Requirement:
How many lines in the records below contain the word "ResolveError"? Answer with the number and nothing else.

Source material:
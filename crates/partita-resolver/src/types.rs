//! Resolution results and resolver errors.

use partita_core::Package;
use partita_registry::RegistryError;
use serde::{Deserialize, Serialize};
use thiserror::Error;

/// A complete, consistent package selection.
///
/// One entry per package name, sorted by name. The synthetic root is never
/// included.
#[derive(Debug, Clone, Default, PartialEq, Serialize, Deserialize)]
pub struct Resolution {
    /// Selected packages with their full manifests.
    pub packages: Vec<Package>,
}

impl Resolution {
    /// Whether nothing was selected.
    #[must_use]
    pub fn is_empty(&self) -> bool {
        self.packages.is_empty()
    }

    /// The selected package under `name`, if any.
    #[must_use]
    pub fn get(&self, name: &str) -> Option<&Package> {
        self.packages.iter().find(|p| p.name == name)
    }
}

/// Errors raised while constructing the candidate universe or mapping the
/// solver's answer back to packages.
///
/// "No solution exists" is not an error; it surfaces as `Ok(None)` from the
/// resolver. Errors here mean the question could not even be posed.
#[derive(Debug, Clone, Error)]
pub enum ResolveError {
    /// A registry operation failed while processing a requirement.
    #[error("while resolving {requirement}: {source}")]
    Registry {
        /// The requirement being processed, as a breadcrumb.
        requirement: String,
        /// The underlying registry failure.
        #[source]
        source: RegistryError,
    },

    /// A requirement's source kind cannot be resolved.
    #[error("unsupported requirement {requirement}: {reason}")]
    UnsupportedSpec {
        /// The offending requirement.
        requirement: String,
        /// Why it cannot be resolved.
        reason: String,
    },

    /// The solver selected a package the universe has no record of.
    #[error("solver selected unknown package {name}@{version}")]
    MissingPackage {
        /// Package name.
        name: String,
        /// Selected version.
        version: String,
    },

    /// An internal invariant was broken.
    #[error("internal resolver error: {message}")]
    Internal {
        /// What went wrong.
        message: String,
    },
}

impl ResolveError {
    pub(crate) fn registry(requirement: impl ToString, source: RegistryError) -> Self {
        Self::Registry {
            requirement: requirement.to_string(),
            source,
        }
    }
}

/// Result type for resolver operations.
pub type Result<T> = std::result::Result<T, ResolveError>;
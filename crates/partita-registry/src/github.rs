//! Manifest fetching from pinned GitHub sources.

use crate::client::HttpClient;
use crate::error::{RegistryError, Result};
use crate::manifest::RawManifest;
use async_trait::async_trait;
use partita_core::{SourceSpec, Version};
use std::fmt;
use std::sync::Arc;
use tracing::debug;
use url::Url;

/// Read access to manifests hosted in pinned source repositories.
#[async_trait]
pub trait SourceHost: Send + Sync + fmt::Debug {
    /// The manifest of `name` at `user/repo` pinned to `reference`.
    async fn manifest(
        &self,
        name: &str,
        user: &str,
        repo: &str,
        reference: &str,
    ) -> Result<partita_core::Package>;
}

/// Fetches `package.json` from raw.githubusercontent.com-style hosts.
pub struct GithubHost {
    base: Url,
    http: Arc<HttpClient>,
}

impl fmt::Debug for GithubHost {
    fn fmt(&self, f: &mut fmt::Formatter<'_>) -> fmt::Result {
        f.debug_struct("GithubHost").field("base", &self.base).finish()
    }
}

impl GithubHost {
    /// Create a host client against `base`.
    #[must_use]
    pub fn new(base: Url, http: Arc<HttpClient>) -> Self {
        Self { base, http }
    }
}

#[async_trait]
impl SourceHost for GithubHost {
    async fn manifest(
        &self,
        name: &str,
        user: &str,
        repo: &str,
        reference: &str,
    ) -> Result<partita_core::Package> {
        let path = format!("{user}/{repo}/{reference}/package.json");
        let url = self.base.join(&path).map_err(|e| RegistryError::InvalidUrl {
            url: format!("{}/{path}", self.base),
            message: e.to_string(),
        })?;

        debug!(package = %name, user = %user, repo = %repo, reference = %reference, "fetching source manifest");
        let raw: RawManifest = match self.http.get_json(&url).await {
            Ok(raw) => raw,
            Err(RegistryError::Network {
                status: Some(404), ..
            }) => {
                return Err(RegistryError::PackageNotFound {
                    name: format!("github:{user}/{repo}#{reference}"),
                });
            }
            Err(e) => return Err(e),
        };

        let version = Version::Source(SourceSpec::Github {
            user: user.to_string(),
            repo: repo.to_string(),
            reference: Some(reference.to_string()),
        });
        raw.into_package(name, version)
    }
}

#[cfg(test)]
mod tests {
    use super::*;
    use serde_json::json;
    use wiremock::matchers::{method, path};
    use wiremock::{Mock, MockServer, ResponseTemplate};

    #[tokio::test]
    async fn fetches_manifest_at_pinned_reference() {
        let server = MockServer::start().await;
        Mock::given(method("GET"))
            .and(path("/acme/widgets/abc123/package.json"))
            .respond_with(ResponseTemplate::new(200).set_body_json(json!({
                "name": "widgets",
                "dependencies": {"react": "^17.0.0"}
            })))
            .mount(&server)
            .await;

        let host = GithubHost::new(
            Url::parse(&server.uri()).unwrap(),
            Arc::new(HttpClient::new().unwrap()),
        );
        let pkg = host
            .manifest("example", "acme", "widgets", "abc123")
            .await
            .unwrap();
        assert_eq!(pkg.name, "example");
        assert_eq!(
            pkg.version.to_string(),
            "github:acme/widgets#abc123"
        );
        assert_eq!(pkg.dependencies.len(), 1);
    }

    #[tokio::test]
    async fn missing_repo_maps_to_package_not_found() {
        let server = MockServer::start().await;
        Mock::given(method("GET"))
            .and(path("/ghost/repo/main/package.json"))
            .respond_with(ResponseTemplate::new(404))
            .mount(&server)
            .await;

        let host = GithubHost::new(
            Url::parse(&server.uri()).unwrap(),
            Arc::new(HttpClient::new().unwrap()),
        );
        let err = host.manifest("x", "ghost", "repo", "main").await.unwrap_err();
        assert!(matches!(err, RegistryError::PackageNotFound { .. }));
    }
}
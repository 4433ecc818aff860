//! Requirements: named requests for a version.
//!
//! A requirement pairs a package name with either a registry formula or an
//! exact source reference. The grammar accepted here is wider than what the
//! resolver can satisfy: bare git URLs, archives, and ref-less GitHub
//! references parse fine and are rejected later, at discovery time, so the
//! caller gets a precise error naming the requirement.

use crate::error::ParseError;
use crate::formula::VersionFormula;
use crate::version::{OPAM_SCOPE, SourceSpec, Version};
use serde::{Deserialize, Serialize};
use std::fmt;
use std::path::PathBuf;
use url::Url;

/// The constraint half of a requirement.
#[derive(Debug, Clone, PartialEq, Eq, Hash, Serialize, Deserialize)]
pub enum VersionSpec {
    /// An npm registry formula.
    Npm(VersionFormula),
    /// An opam registry formula.
    Opam(VersionFormula),
    /// An exact source reference.
    Source(SourceSpec),
    /// An exact forced version. Produced by resolutions rewriting; never
    /// parsed from a manifest.
    Exact(Version),
}

/// A named version request.
#[derive(Debug, Clone, PartialEq, Eq, Hash, Serialize, Deserialize)]
pub struct Requirement {
    /// Package name as written in the requesting manifest.
    pub name: String,
    /// The constraint.
    pub spec: VersionSpec,
}

impl Requirement {
    /// Create a requirement from parts.
    #[must_use]
    pub const fn new(name: String, spec: VersionSpec) -> Self {
        Self { name, spec }
    }

    /// Parse a requirement from a manifest dependency entry.
    ///
    /// Dispatch on the spec string:
    /// - `github:user/repo#ref` / `github:user/repo` → GitHub source
    /// - `git:<url>` or `git+<scheme>://...` → bare git source
    /// - `path:<p>`, `file:<p>`, `./...`, `../...` → local path
    /// - `archive:<url>` → archive source
    /// - names under `@opam/` → opam formula
    /// - anything else → npm formula
    ///
    /// # Errors
    /// Returns [`ParseError`] when the spec is recognized but malformed.
    pub fn parse(name: &str, spec: &str) -> Result<Self, ParseError> {
        let spec = spec.trim();

        let version_spec = if let Some(rest) = spec.strip_prefix("github:") {
            VersionSpec::Source(parse_github(spec, rest)?)
        } else if let Some(rest) = spec.strip_prefix("git:") {
            VersionSpec::Source(SourceSpec::Git(parse_url(spec, rest)?))
        } else if spec.starts_with("git+") {
            let url = spec.trim_start_matches("git+");
            VersionSpec::Source(SourceSpec::Git(parse_url(spec, url)?))
        } else if let Some(rest) = spec.strip_prefix("path:").or_else(|| spec.strip_prefix("file:"))
        {
            VersionSpec::Source(SourceSpec::LocalPath(PathBuf::from(rest)))
        } else if spec.starts_with("./") || spec.starts_with("../") {
            VersionSpec::Source(SourceSpec::LocalPath(PathBuf::from(spec)))
        } else if let Some(rest) = spec.strip_prefix("archive:") {
            VersionSpec::Source(SourceSpec::Archive(parse_url(spec, rest)?))
        } else if name.starts_with(OPAM_SCOPE) {
            VersionSpec::Opam(VersionFormula::parse(spec)?)
        } else {
            VersionSpec::Npm(VersionFormula::parse(spec)?)
        };

        Ok(Self {
            name: name.to_string(),
            spec: version_spec,
        })
    }
}

impl fmt::Display for Requirement {
    fn fmt(&self, f: &mut fmt::Formatter<'_>) -> fmt::Result {
        match &self.spec {
            VersionSpec::Npm(formula) | VersionSpec::Opam(formula) => {
                write!(f, "{}@{formula}", self.name)
            }
            VersionSpec::Source(source) => write!(f, "{}@{source}", self.name),
            VersionSpec::Exact(version) => write!(f, "{}@={version}", self.name),
        }
    }
}

fn parse_github(full: &str, rest: &str) -> Result<SourceSpec, ParseError> {
    let (repo_part, reference) = match rest.split_once('#') {
        Some((repo, r)) if !r.is_empty() => (repo, Some(r.to_string())),
        Some((repo, _)) => (repo, None),
        None => (rest, None),
    };
    let (user, repo) = repo_part
        .split_once('/')
        .filter(|(u, r)| !u.is_empty() && !r.is_empty() && !r.contains('/'))
        .ok_or_else(|| ParseError::InvalidSourceSpec {
            spec: full.to_string(),
            message: "expected github:user/repo[#ref]".to_string(),
        })?;
    Ok(SourceSpec::Github {
        user: user.to_string(),
        repo: repo.to_string(),
        reference,
    })
}

fn parse_url(full: &str, raw: &str) -> Result<Url, ParseError> {
    Url::parse(raw).map_err(|source| ParseError::InvalidSourceSpec {
        spec: full.to_string(),
        message: source.to_string(),
    })
}

#[cfg(test)]
mod tests {
    use super::*;

    #[test]
    fn parses_npm_formula() {
        let req = Requirement::parse("react", "^17.0.0").unwrap();
        assert!(matches!(req.spec, VersionSpec::Npm(_)));
    }

    #[test]
    fn parses_opam_scoped_name_as_opam_formula() {
        let req = Requirement::parse("@opam/lwt", ">=5.0").unwrap();
        assert!(matches!(req.spec, VersionSpec::Opam(_)));
        assert_eq!(req.name, "@opam/lwt");
    }

    #[test]
    fn parses_github_with_ref() {
        let req = Requirement::parse("fastify", "github:fastify/fastify#v4.0.0").unwrap();
        assert_eq!(
            req.spec,
            VersionSpec::Source(SourceSpec::Github {
                user: "fastify".into(),
                repo: "fastify".into(),
                reference: Some("v4.0.0".into()),
            })
        );
    }

    #[test]
    fn parses_github_without_ref() {
        let req = Requirement::parse("foo", "github:user/repo").unwrap();
        assert_eq!(
            req.spec,
            VersionSpec::Source(SourceSpec::Github {
                user: "user".into(),
                repo: "repo".into(),
                reference: None,
            })
        );
    }

    #[test]
    fn rejects_malformed_github() {
        assert!(Requirement::parse("foo", "github:no-slash").is_err());
        assert!(Requirement::parse("foo", "github:/repo").is_err());
    }

    #[test]
    fn parses_local_path() {
        let req = Requirement::parse("local-dep", "./vendor/local-dep").unwrap();
        assert!(matches!(
            req.spec,
            VersionSpec::Source(SourceSpec::LocalPath(_))
        ));

        let req = Requirement::parse("other", "path:/srv/pkgs/other").unwrap();
        assert!(matches!(
            req.spec,
            VersionSpec::Source(SourceSpec::LocalPath(_))
        ));
    }

    #[test]
    fn parses_git_and_archive_urls() {
        let req = Requirement::parse("x", "git+https://example.com/x.git").unwrap();
        assert!(matches!(req.spec, VersionSpec::Source(SourceSpec::Git(_))));

        let req = Requirement::parse("y", "archive:https://example.com/y-1.0.tgz").unwrap();
        assert!(matches!(
            req.spec,
            VersionSpec::Source(SourceSpec::Archive(_))
        ));
    }

    #[test]
    fn display_names_the_requirement() {
        let req = Requirement::parse("react", "^17.0.0").unwrap();
        assert_eq!(req.to_string(), "react@^17.0.0");
    }
}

Solution to the exercise:
3